Q2VKPT isn't the latest acronym concocted by the Millennial Generation, as one might surmise upon reading it at first. It is instead an interesting graphics research project whose goal is to create the first entirely raytraced game with fully dynamic real-time lighting, based on the Quake II engine Q2PRO. Rasterization is used only for the 2D user interface (UI).

　　Q2VKPT is powered by the Vulkan API and now, with the release of the GeForce RTX graphics cards capable of accelerating ray tracing via hardware, it can get close to 60 frames per second at 1440p (2560x1440) resolution with the RTX 2080 Ti GPU according to project creator Christoph Schied.

　　The project consists of about 12K lines of code which completely replace the graphics code of Quake II. It's open source and can be freely downloaded via GitHub.

　　According to Schied, Q2VKPT casts at least four rays per each pixel. He also shared a lengthy FAQ about the whole project; we've added a few of the most relevant parts of the Q&A below.

　　

Quake II is ancient! If these techniques have any future, it should run at 6000 FPS by now!

While it is true that Quake II is a relatively old game with rather low geometric complexity, the limiting factor of path tracing is not primarily raytracing or geometric complexity. In fact, the current prototype could trace many more rays without a notable change in frame rate. The computational cost of the techniques used in the Q2VKPT prototype mainly depend on the number of (indirect) light scattering computations and the number of light sources. Quake II was already designed with many light sources when it was first released, in that sense it is still quite a modern game. Also, the number of light scattering events does not depend on scene complexity. It is therefore thinkable that the techniques we use could well scale up to more recent games.

　　

Why Quake II?

Since Quake II is open source and has a long-standing modding tradition, it is a great sandbox for putting academic research to the test in the real world. Particularly, the game has fast-paced action and is played competitively, setting high standards for the performance and robustness of any implemented rendering techniques. Finally, in some sense Quake II is to this day quite a modern game since it already shipped with complex and artistic light design back when it was first released.

　　

How is path tracing different from raytracing?
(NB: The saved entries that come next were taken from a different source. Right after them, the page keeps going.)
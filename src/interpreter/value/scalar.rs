use std::{
    fmt::Display,
    ops::{Add, Div, Mul, Neg, Sub},
};

use num_complex::Complex64;

use crate::{
    error::{MathError, MathResult},
    util::num::{f64_to_i64_exact, is_integral},
};

/// A real or complex number.
///
/// Operations between two real scalars produce real scalars whenever the real
/// result is defined. Anything involving a complex operand is complex.
#[derive(Debug, Clone, Copy, PartialEq)]
pub enum Scalar {
    /// A real number.
    Real(f64),
    /// A complex number.
    Complex(Complex64),
}

impl Default for Scalar {
    fn default() -> Self {
        Self::ZERO
    }
}

impl From<f64> for Scalar {
    fn from(value: f64) -> Self {
        Self::Real(value)
    }
}

impl From<Complex64> for Scalar {
    fn from(value: Complex64) -> Self {
        Self::Complex(value)
    }
}

impl Display for Scalar {
    fn fmt(&self, f: &mut std::fmt::Formatter<'_>) -> std::fmt::Result {
        match self {
            Self::Real(r) => write!(f, "{r}"),
            Self::Complex(c) if c.im < 0.0 => write!(f, "{} - {}i", c.re, -c.im),
            Self::Complex(c) => write!(f, "{} + {}i", c.re, c.im),
        }
    }
}

impl Scalar {
    /// `0`
    pub const ZERO: Self = Self::Real(0.0);
    /// `1`
    pub const ONE: Self = Self::Real(1.0);
    /// The imaginary unit.
    pub const I: Self = Self::Complex(Complex64::new(0.0, 1.0));

    /// Builds a complex scalar from its parts.
    #[must_use]
    pub const fn complex(re: f64, im: f64) -> Self {
        Self::Complex(Complex64::new(re, im))
    }

    /// Returns the value as a complex number.
    #[must_use]
    pub const fn to_complex(self) -> Complex64 {
        match self {
            Self::Real(r) => Complex64::new(r, 0.0),
            Self::Complex(c) => c,
        }
    }

    /// Real part.
    #[must_use]
    pub const fn re(self) -> f64 {
        match self {
            Self::Real(r) => r,
            Self::Complex(c) => c.re,
        }
    }

    /// Imaginary part.
    #[must_use]
    pub const fn im(self) -> f64 {
        match self {
            Self::Real(_) => 0.0,
            Self::Complex(c) => c.im,
        }
    }

    /// Returns the real value when the imaginary part is exactly zero.
    #[must_use]
    pub const fn as_real(self) -> Option<f64> {
        match self {
            Self::Real(r) => Some(r),
            Self::Complex(c) if c.im == 0.0 => Some(c.re),
            Self::Complex(_) => None,
        }
    }

    /// Returns `true` for the `Real` variant.
    #[must_use]
    pub const fn is_real(self) -> bool {
        matches!(self, Self::Real(_))
    }

    /// Returns `true` when the value is exactly zero.
    #[must_use]
    pub fn is_zero(self) -> bool {
        match self {
            Self::Real(r) => r == 0.0,
            Self::Complex(c) => c.re == 0.0 && c.im == 0.0,
        }
    }

    /// Returns `true` when any component is NaN.
    #[must_use]
    pub fn is_nan(self) -> bool {
        match self {
            Self::Real(r) => r.is_nan(),
            Self::Complex(c) => c.is_nan(),
        }
    }

    /// Returns `true` when any component is infinite.
    #[must_use]
    pub fn is_infinite(self) -> bool {
        match self {
            Self::Real(r) => r.is_infinite(),
            Self::Complex(c) => c.re.is_infinite() || c.im.is_infinite(),
        }
    }

    /// The modulus `|z|`.
    #[must_use]
    pub fn abs(self) -> f64 {
        match self {
            Self::Real(r) => r.abs(),
            Self::Complex(c) => c.norm(),
        }
    }

    /// Complex conjugate. Real values are unchanged.
    #[must_use]
    pub fn conj(self) -> Self {
        match self {
            Self::Real(r) => Self::Real(r),
            Self::Complex(c) => Self::Complex(c.conj()),
        }
    }

    /// Divides, treating division by exact zero as an error.
    ///
    /// # Errors
    /// Returns [`MathError::ZeroDivision`] when `other` is zero.
    ///
    /// # Example
    /// ```
    /// use mathgrader::{error::MathError, interpreter::value::scalar::Scalar};
    ///
    /// assert_eq!(Scalar::Real(1.0).checked_div(Scalar::Real(4.0)), Ok(Scalar::Real(0.25)));
    /// assert_eq!(Scalar::Real(1.0).checked_div(Scalar::ZERO), Err(MathError::ZeroDivision));
    /// ```
    pub fn checked_div(self, other: Self) -> MathResult<Self> {
        if other.is_zero() {
            return Err(MathError::ZeroDivision);
        }
        Ok(self / other)
    }

    /// Computes `1 / self`.
    ///
    /// # Errors
    /// Returns [`MathError::ZeroDivision`] when `self` is zero.
    pub fn recip(self) -> MathResult<Self> {
        Self::ONE.checked_div(self)
    }

    /// Raises `self` to `exponent`, leaving the real line when needed.
    ///
    /// A negative real base with a fractional real exponent produces the
    /// principal complex value instead of NaN, so `(-4)^0.5` is `2i`. Zero
    /// raised to a negative power is a division by zero.
    ///
    /// # Errors
    /// Returns [`MathError::ZeroDivision`] for zero raised to a power with a
    /// negative real part.
    ///
    /// # Example
    /// ```
    /// use mathgrader::interpreter::value::scalar::Scalar;
    ///
    /// assert_eq!(Scalar::Real(2.0).pow(Scalar::Real(10.0)), Ok(Scalar::Real(1024.0)));
    ///
    /// let root = Scalar::Real(-4.0).pow(Scalar::Real(0.5)).unwrap();
    /// assert!(root.re().abs() < 1e-12);
    /// assert!((root.im() - 2.0).abs() < 1e-12);
    ///
    /// assert!(Scalar::ZERO.pow(Scalar::Real(-1.0)).is_err());
    /// ```
    pub fn pow(self, exponent: Self) -> MathResult<Self> {
        if self.is_zero() && exponent.re() < 0.0 {
            return Err(MathError::ZeroDivision);
        }

        match (self, exponent) {
            (Self::Real(base), Self::Real(exp)) => {
                if base >= 0.0 || is_integral(exp) || base.is_nan() || exp.is_nan() {
                    Ok(Self::Real(base.powf(exp)))
                } else {
                    Ok(Self::Complex(Complex64::new(base, 0.0).powf(exp)))
                }
            },
            (Self::Complex(base), Self::Real(exp)) => {
                if base.re == 0.0 && base.im == 0.0 {
                    return Ok(if exp == 0.0 { Self::ONE } else { Self::complex(0.0, 0.0) });
                }
                match f64_to_i64_exact(exp).and_then(|n| i32::try_from(n).ok()) {
                    Some(n) => Ok(Self::Complex(base.powi(n))),
                    None => Ok(Self::Complex(base.powf(exp))),
                }
            },
            (base, Self::Complex(exp)) => {
                if base.is_zero() {
                    return Ok(if exp.re == 0.0 && exp.im == 0.0 {
                                  Self::ONE
                              } else {
                                  Self::complex(0.0, 0.0)
                              });
                }
                Ok(Self::Complex(base.to_complex().powc(exp)))
            },
        }
    }

    /// Applies a real function when `real` accepts the input, and the complex
    /// counterpart otherwise.
    ///
    /// `real` returns `None` when the argument lies outside its real domain,
    /// which sends the computation to `complex` instead of producing NaN.
    pub fn map_branch<R, C>(self, real: R, complex: C) -> Self
        where R: Fn(f64) -> Option<f64>,
              C: Fn(Complex64) -> Complex64
    {
        match self {
            Self::Real(r) => match real(r) {
                Some(value) => Self::Real(value),
                None => Self::Complex(complex(Complex64::new(r, 0.0))),
            },
            Self::Complex(c) => Self::Complex(complex(c)),
        }
    }
}

impl Add for Scalar {
    type Output = Self;

    fn add(self, rhs: Self) -> Self {
        match (self, rhs) {
            (Self::Real(a), Self::Real(b)) => Self::Real(a + b),
            (a, b) => Self::Complex(a.to_complex() + b.to_complex()),
        }
    }
}

impl Sub for Scalar {
    type Output = Self;

    fn sub(self, rhs: Self) -> Self {
        match (self, rhs) {
            (Self::Real(a), Self::Real(b)) => Self::Real(a - b),
            (a, b) => Self::Complex(a.to_complex() - b.to_complex()),
        }
    }
}

impl Mul for Scalar {
    type Output = Self;

    fn mul(self, rhs: Self) -> Self {
        match (self, rhs) {
            (Self::Real(a), Self::Real(b)) => Self::Real(a * b),
            (a, b) => Self::Complex(a.to_complex() * b.to_complex()),
        }
    }
}

/// Unchecked division following IEEE semantics. User-facing division goes
/// through [`Scalar::checked_div`].
impl Div for Scalar {
    type Output = Self;

    fn div(self, rhs: Self) -> Self {
        match (self, rhs) {
            (Self::Real(a), Self::Real(b)) => Self::Real(a / b),
            (a, b) => Self::Complex(a.to_complex() / b.to_complex()),
        }
    }
}

impl Neg for Scalar {
    type Output = Self;

    fn neg(self) -> Self {
        match self {
            Self::Real(r) => Self::Real(-r),
            Self::Complex(c) => Self::Complex(-c),
        }
    }
}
Path tracing is an elegant algorithm that can simulate many of the complex ways that light travels and scatters in virtual scenes. Its physically-based simulation of light allows highly realistic rendering. Path tracing uses Raytracing in order to determine the visibility in-between scattering events. However, Raytracing is merely a primitive operation that can be used for many things. Therefore, Raytracing alone does not automatically produce realistic images. Light transport algorithms like Path tracing can be used for that. However, while elegant and very powerful, naive path tracing is very costly and takes a long time to produce stable images. This project uses a smart adaptive filter that re-uses as much information as possible across many frames and pixels in order to produce robust and stable images.

　　

Are path tracing and raytracing the future of game graphics?

The recent release of GPUs with raytracing capabilities has opened up entirely new possibilities for the future of game graphics, yet making good use of raytracing is non-trivial. The purpose of this project is to find out exactly what's still missing for a clearer pathway into a raytraced future of game graphics. While some problems have already been addressed by academic research, many open real-world problems slip unnoticed until one actually tries to implement a full game renderer. We plan to look into some of these issues, like better light sampling, better filtering, and more consistent renderer software architecture in the future. Good solutions for the new, different issues of raytracing- and path tracing-based renderers will be necessary for this change to happen on a broad scale.